[[ Available data open ]]
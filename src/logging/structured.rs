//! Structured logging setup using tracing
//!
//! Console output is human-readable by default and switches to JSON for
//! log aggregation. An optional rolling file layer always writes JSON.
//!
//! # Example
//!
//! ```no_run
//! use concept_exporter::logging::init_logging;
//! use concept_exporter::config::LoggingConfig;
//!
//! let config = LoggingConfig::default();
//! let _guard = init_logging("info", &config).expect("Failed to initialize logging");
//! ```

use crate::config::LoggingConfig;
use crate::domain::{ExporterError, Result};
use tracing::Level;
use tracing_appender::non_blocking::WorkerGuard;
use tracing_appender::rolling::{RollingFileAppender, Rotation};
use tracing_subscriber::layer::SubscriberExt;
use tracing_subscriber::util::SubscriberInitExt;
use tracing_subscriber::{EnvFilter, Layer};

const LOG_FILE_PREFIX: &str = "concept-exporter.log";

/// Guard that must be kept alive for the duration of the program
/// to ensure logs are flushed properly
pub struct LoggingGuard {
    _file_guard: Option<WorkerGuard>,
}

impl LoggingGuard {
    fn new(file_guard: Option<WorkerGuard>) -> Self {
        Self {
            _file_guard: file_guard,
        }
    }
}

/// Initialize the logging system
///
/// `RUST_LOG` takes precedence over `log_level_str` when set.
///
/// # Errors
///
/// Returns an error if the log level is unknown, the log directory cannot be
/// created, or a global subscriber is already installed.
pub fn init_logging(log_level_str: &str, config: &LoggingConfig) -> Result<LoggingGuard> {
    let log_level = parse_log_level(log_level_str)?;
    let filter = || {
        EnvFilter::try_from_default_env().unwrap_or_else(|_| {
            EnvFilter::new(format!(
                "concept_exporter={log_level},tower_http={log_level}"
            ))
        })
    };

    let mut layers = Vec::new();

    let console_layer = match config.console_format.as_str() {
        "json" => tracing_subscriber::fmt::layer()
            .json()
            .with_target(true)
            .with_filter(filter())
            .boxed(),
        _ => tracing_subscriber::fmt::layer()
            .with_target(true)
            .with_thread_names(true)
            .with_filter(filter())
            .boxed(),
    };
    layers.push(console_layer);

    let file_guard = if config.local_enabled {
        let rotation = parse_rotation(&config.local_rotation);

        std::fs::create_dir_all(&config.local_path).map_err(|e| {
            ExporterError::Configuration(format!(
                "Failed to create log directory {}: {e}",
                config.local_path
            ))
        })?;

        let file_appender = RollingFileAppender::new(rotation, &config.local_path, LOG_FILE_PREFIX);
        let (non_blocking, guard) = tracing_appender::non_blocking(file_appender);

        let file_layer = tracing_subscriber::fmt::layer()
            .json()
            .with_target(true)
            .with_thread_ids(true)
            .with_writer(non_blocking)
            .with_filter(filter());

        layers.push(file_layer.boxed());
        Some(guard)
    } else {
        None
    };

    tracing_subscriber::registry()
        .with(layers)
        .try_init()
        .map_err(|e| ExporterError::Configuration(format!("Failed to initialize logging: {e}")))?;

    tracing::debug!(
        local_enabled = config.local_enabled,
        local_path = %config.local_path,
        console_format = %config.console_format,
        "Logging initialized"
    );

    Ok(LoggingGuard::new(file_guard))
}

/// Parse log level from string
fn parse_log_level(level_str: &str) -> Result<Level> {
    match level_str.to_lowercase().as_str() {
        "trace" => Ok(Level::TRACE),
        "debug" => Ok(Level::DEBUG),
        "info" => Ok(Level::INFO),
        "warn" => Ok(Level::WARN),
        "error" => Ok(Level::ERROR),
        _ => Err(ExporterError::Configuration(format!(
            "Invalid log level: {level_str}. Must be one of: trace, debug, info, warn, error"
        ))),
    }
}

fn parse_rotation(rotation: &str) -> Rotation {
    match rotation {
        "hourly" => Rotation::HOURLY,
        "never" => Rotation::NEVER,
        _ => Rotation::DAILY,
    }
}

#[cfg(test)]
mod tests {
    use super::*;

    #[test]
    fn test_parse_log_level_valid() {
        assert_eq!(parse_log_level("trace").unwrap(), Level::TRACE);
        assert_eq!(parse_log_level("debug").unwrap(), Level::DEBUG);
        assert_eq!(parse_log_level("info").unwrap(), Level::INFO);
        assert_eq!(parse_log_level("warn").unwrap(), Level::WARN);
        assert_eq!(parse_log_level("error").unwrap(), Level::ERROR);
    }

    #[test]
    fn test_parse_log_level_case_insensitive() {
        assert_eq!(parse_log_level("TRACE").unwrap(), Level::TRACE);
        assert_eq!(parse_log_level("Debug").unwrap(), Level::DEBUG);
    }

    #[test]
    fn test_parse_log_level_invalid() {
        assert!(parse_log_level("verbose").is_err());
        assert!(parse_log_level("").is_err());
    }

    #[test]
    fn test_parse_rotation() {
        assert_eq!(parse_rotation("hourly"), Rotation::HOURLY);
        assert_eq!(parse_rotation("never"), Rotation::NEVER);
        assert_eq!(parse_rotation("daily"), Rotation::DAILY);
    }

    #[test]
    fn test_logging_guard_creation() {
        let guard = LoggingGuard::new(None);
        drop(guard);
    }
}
[[ Available data closed ]]
[[ Available data open ]]
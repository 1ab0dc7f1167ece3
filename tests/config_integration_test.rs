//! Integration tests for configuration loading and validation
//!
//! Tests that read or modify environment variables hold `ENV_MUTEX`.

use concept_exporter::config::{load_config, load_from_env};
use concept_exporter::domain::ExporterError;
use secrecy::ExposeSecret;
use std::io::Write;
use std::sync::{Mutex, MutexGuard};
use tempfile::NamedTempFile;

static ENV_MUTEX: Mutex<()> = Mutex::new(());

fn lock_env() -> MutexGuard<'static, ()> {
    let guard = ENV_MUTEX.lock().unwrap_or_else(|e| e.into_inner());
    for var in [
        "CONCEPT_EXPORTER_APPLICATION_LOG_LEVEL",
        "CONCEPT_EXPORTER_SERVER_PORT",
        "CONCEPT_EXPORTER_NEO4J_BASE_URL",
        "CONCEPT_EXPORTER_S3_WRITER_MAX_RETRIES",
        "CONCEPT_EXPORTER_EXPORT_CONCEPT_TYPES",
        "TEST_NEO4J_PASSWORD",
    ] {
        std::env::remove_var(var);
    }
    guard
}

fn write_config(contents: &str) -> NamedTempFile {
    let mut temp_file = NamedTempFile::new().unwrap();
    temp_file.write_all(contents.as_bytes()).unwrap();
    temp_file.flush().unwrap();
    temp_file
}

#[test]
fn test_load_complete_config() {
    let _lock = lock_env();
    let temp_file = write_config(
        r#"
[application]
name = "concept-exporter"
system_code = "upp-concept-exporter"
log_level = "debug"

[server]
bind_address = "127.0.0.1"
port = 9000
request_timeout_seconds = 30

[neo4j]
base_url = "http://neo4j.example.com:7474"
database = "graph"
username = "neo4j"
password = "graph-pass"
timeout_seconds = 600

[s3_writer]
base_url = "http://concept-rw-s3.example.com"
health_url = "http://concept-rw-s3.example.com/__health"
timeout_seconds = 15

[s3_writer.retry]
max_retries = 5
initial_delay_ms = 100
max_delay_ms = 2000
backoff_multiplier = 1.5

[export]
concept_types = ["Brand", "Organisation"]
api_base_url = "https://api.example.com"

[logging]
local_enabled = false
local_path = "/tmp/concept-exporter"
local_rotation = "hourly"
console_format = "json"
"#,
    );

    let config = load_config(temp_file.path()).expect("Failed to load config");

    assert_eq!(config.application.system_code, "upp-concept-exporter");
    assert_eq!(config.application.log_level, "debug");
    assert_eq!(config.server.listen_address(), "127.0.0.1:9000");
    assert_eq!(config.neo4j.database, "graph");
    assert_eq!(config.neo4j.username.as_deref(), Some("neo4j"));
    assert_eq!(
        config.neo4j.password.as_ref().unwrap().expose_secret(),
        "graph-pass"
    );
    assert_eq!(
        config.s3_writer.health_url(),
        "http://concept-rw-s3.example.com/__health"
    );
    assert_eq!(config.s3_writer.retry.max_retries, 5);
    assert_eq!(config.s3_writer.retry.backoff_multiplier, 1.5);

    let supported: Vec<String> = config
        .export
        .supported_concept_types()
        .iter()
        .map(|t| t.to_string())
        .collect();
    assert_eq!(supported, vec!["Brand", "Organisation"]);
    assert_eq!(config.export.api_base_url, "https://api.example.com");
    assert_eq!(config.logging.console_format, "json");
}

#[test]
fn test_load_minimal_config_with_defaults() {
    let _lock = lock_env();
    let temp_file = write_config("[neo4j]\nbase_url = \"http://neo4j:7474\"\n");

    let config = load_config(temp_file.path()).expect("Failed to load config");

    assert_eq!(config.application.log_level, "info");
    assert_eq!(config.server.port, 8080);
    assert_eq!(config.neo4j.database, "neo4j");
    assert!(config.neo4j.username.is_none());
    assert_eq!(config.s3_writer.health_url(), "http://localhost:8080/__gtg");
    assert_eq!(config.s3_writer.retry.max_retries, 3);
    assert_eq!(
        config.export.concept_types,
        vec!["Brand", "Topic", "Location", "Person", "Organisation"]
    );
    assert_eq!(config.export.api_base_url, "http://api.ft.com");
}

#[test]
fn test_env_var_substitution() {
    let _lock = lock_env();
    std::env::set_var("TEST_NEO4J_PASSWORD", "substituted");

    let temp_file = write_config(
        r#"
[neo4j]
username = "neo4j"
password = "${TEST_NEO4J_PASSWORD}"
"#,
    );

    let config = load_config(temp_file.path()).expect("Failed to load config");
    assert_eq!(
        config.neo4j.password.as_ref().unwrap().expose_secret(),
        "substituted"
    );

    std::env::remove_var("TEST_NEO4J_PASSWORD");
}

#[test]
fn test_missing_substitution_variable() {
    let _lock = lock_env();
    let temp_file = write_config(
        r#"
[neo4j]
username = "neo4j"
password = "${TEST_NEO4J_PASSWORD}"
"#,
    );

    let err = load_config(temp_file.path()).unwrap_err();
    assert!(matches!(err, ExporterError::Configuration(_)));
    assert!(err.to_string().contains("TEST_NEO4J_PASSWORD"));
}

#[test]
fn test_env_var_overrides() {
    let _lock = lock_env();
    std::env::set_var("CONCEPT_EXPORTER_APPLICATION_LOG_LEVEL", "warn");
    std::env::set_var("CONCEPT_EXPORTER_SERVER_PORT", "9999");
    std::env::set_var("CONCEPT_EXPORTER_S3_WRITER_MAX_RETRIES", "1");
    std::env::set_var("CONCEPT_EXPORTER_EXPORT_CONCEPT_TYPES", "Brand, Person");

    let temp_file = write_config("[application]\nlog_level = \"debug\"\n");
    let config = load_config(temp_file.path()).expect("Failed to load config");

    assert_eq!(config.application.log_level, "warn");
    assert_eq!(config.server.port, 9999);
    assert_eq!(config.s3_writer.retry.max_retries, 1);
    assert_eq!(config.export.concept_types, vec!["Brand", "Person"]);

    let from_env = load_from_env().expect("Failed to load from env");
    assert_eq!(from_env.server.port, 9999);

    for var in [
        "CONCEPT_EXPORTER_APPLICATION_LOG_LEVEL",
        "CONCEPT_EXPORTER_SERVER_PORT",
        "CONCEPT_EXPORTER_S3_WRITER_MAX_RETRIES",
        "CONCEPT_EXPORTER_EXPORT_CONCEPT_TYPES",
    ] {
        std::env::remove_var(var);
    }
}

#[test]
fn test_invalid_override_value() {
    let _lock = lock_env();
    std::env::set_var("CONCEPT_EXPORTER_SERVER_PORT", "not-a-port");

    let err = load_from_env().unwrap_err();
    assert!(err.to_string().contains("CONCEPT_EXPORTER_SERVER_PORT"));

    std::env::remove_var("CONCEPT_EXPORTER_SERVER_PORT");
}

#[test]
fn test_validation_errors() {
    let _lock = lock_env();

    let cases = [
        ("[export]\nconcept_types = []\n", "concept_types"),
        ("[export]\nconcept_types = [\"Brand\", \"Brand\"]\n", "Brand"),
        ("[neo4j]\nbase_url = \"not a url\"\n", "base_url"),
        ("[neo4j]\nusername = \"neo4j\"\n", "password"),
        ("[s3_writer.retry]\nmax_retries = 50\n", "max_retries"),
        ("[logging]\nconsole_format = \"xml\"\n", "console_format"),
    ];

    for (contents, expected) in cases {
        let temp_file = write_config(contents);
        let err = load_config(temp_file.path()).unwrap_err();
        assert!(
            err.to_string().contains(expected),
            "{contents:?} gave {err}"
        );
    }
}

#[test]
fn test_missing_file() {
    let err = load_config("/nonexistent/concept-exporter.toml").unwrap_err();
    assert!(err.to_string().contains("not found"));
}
[[ Available data closed ]]
# What needs to be done
Within the listing, how many lines include the string "domain"? Supply the number and no further words.

# Response area
2